Exercise details:
Repeat the records. Keep every word and mark exactly as it is.

Data for this task:

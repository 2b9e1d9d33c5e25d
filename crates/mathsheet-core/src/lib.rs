//! mathsheet core library
//!
//! Generates mathematics exercise items through an external service, checks
//! every candidate (delimiter repair, sanitizer, structural check, real
//! compile) and backfills until the requested number of items is verified.

pub mod config;
pub mod domain;
pub mod fakes;
pub mod generation;
pub mod layout;
pub mod obs;
pub mod pipeline;
pub mod telemetry;
pub mod templates;
pub mod verify;

pub use config::PipelineConfig;

pub use domain::{
    CompileError, ConfigError, Difficulty, FailureKind, FeedbackItem, FeedbackSet, GeneratedItem,
    GenerationError, MathsheetError, PipelineError, ProblemBatch, Result, TemplateError,
    VerificationResult, VerifiedItem,
};

pub use generation::{ContentPart, GenerationService, ImageUrl, OpenAiClient, UserContent};

pub use layout::{escape_latex, normalize_display, CompileContext, SheetLayout, SheetSpec, TypesetEngine};

pub use pipeline::{
    BufferPolicy, ConcurrencyGate, GenerationOutcome, GenerationPipeline, GenerationRequest,
    RunHooks, RunMetadata, RunPhase,
};

pub use templates::{BatchConfig, TemplateGenerator, TemplateQuestion};

pub use verify::{
    check_content, repair, sanitize, CompileFanout, CompileVerifier, Compiler, ItemVerifier,
};

/// Crate version.
pub const VERSION: &str = env!("CARGO_PKG_VERSION");
//! Tracing setup for mathsheet binaries.
//!
//! Events emitted inside a generation run sit under the `mathsheet.run` span
//! (see [`crate::obs::run_span`]). The JSON formatter flattens that span onto
//! every line, so each record of a run carries its `run_id`.

use tracing::Level;
use tracing_subscriber::layer::SubscriberExt;
use tracing_subscriber::util::SubscriberInitExt;
use tracing_subscriber::{fmt, EnvFilter};

/// Environment variable consulted before `RUST_LOG`.
pub const LOG_ENV: &str = "MATHSHEET_LOG";

/// Crates whose events follow the requested level. Everything else
/// (HTTP client, runtime) stays at `warn`.
const MATHSHEET_TARGETS: [&str; 3] = ["mathsheet_core", "mathsheet_typeset", "mathsheet"];

/// Filter directives used when neither `MATHSHEET_LOG` nor `RUST_LOG` is set.
pub fn default_directives(level: Level) -> String {
    let level = level.to_string().to_ascii_lowercase();
    let mut directives = vec!["warn".to_string()];
    directives.extend(MATHSHEET_TARGETS.iter().map(|t| format!("{}={}", t, level)));
    directives.join(",")
}

fn env_filter(level: Level) -> EnvFilter {
    EnvFilter::try_from_env(LOG_ENV)
        .or_else(|_| EnvFilter::try_from_default_env())
        .unwrap_or_else(|_| EnvFilter::new(default_directives(level)))
}

/// Install the global subscriber; later calls are ignored.
///
/// Output goes to stderr so stdout stays free for command output. With
/// `json`, run span fields are inlined into each record instead of the
/// nested span list.
pub fn init_tracing(json: bool, level: Level) {
    let filter = env_filter(level);
    let layer = fmt::layer().with_target(false).with_writer(std::io::stderr);

    if json {
        tracing_subscriber::registry()
            .with(filter)
            .with(layer.json().with_current_span(true).with_span_list(false))
            .try_init()
            .ok();
    } else {
        tracing_subscriber::registry()
            .with(filter)
            .with(layer)
            .try_init()
            .ok();
    }
}

#[cfg(test)]
mod tests {
    use super::*;

    #[test]
    fn test_default_directives_scope_mathsheet_crates() {
        assert_eq!(
            default_directives(Level::DEBUG),
            "warn,mathsheet_core=debug,mathsheet_typeset=debug,mathsheet=debug"
        );
        let filter = EnvFilter::new(default_directives(Level::INFO));
        assert!(filter.to_string().contains("mathsheet_core=info"));
    }

    #[test]
    fn test_init_twice_is_harmless() {
        init_tracing(false, Level::WARN);
        init_tracing(true, Level::DEBUG);
        tracing::info!("still alive");
    }
}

Problem solution:
repository 2b9e1d9d33c5e25d
filename crates/mathsheet-core/src/lib.rs
//! mathsheet core library
//!
//! Generates mathematics exercise items through an external service, checks
//! every candidate (delimiter repair, sanitizer, structural check, real
//! compile) and backfills until the requested number of items is verified.

pub mod config;
pub mod domain;
pub mod fakes;
pub mod generation;
pub mod layout;
pub mod obs;
pub mod pipeline;
pub mod telemetry;
pub mod templates;
pub mod verify;

pub use config::PipelineConfig;

pub use domain::{
    CompileError, ConfigError, Difficulty, FailureKind, FeedbackItem, FeedbackSet, GeneratedItem,
    GenerationError, MathsheetError, PipelineError, ProblemBatch, Result, TemplateError,
    VerificationResult, VerifiedItem,
};

pub use generation::{ContentPart, GenerationService, ImageUrl, OpenAiClient, UserContent};

pub use layout::{escape_latex, normalize_display, CompileContext, SheetLayout, SheetSpec, TypesetEngine};

pub use pipeline::{
    BufferPolicy, ConcurrencyGate, GenerationOutcome, GenerationPipeline, GenerationRequest,
    RunHooks, RunMetadata, RunPhase,
};

pub use templates::{BatchConfig, TemplateGenerator, TemplateQuestion};

pub use verify::{
    check_content, repair, sanitize, CompileFanout, CompileVerifier, Compiler, ItemVerifier,
};

/// Crate version.
pub const VERSION: &str = env!("CARGO_PKG_VERSION");
//! Tracing setup for mathsheet binaries.
//!
//! Events emitted inside a generation run sit under the `mathsheet.run` span
//! (see [`crate::obs::run_span`]). The JSON formatter flattens that span onto
//! every line, so each record of a run carries its `run_id`.

use tracing::Level;
use tracing_subscriber::layer::SubscriberExt;
use tracing_subscriber::util::SubscriberInitExt;
use tracing_subscriber::{fmt, EnvFilter};

/// Environment variable consulted before `RUST_LOG`.
pub const LOG_ENV: &str = "MATHSHEET_LOG";

/// Crates whose events follow the requested level. Everything else
/// (HTTP client, runtime) stays at `warn`.
const MATHSHEET_TARGETS: [&str; 3] = ["mathsheet_core", "mathsheet_typeset", "mathsheet"];

/// Filter directives used when neither `MATHSHEET_LOG` nor `RUST_LOG` is set.
pub fn default_directives(level: Level) -> String {
    let level = level.to_string().to_ascii_lowercase();
    let mut directives = vec!["warn".to_string()];
    directives.extend(MATHSHEET_TARGETS.iter().map(|t| format!("{}={}", t, level)));
    directives.join(",")
}

fn env_filter(level: Level) -> EnvFilter {
    EnvFilter::try_from_env(LOG_ENV)
        .or_else(|_| EnvFilter::try_from_default_env())
        .unwrap_or_else(|_| EnvFilter::new(default_directives(level)))
}

/// Install the global subscriber; later calls are ignored.
///
/// Output goes to stderr so stdout stays free for command output. With
/// `json`, run span fields are inlined into each record instead of the
/// nested span list.
pub fn init_tracing(json: bool, level: Level) {
    let filter = env_filter(level);
    let layer = fmt::layer().with_target(false).with_writer(std::io::stderr);

    if json {
        tracing_subscriber::registry()
            .with(filter)
            .with(layer.json().with_current_span(true).with_span_list(false))
            .try_init()
            .ok();
    } else {
        tracing_subscriber::registry()
            .with(filter)
            .with(layer)
            .try_init()
            .ok();
    }
}

#[cfg(test)]
mod tests {
    use super::*;

    #[test]
    fn test_default_directives_scope_mathsheet_crates() {
        assert_eq!(
            default_directives(Level::DEBUG),
            "warn,mathsheet_core=debug,mathsheet_typeset=debug,mathsheet=debug"
        );
        let filter = EnvFilter::new(default_directives(Level::INFO));
        assert!(filter.to_string().contains("mathsheet_core=info"));
    }

    #[test]
    fn test_init_twice_is_harmless() {
        init_tracing(false, Level::WARN);
        init_tracing(true, Level::DEBUG);
        tracing::info!("still alive");
    }
}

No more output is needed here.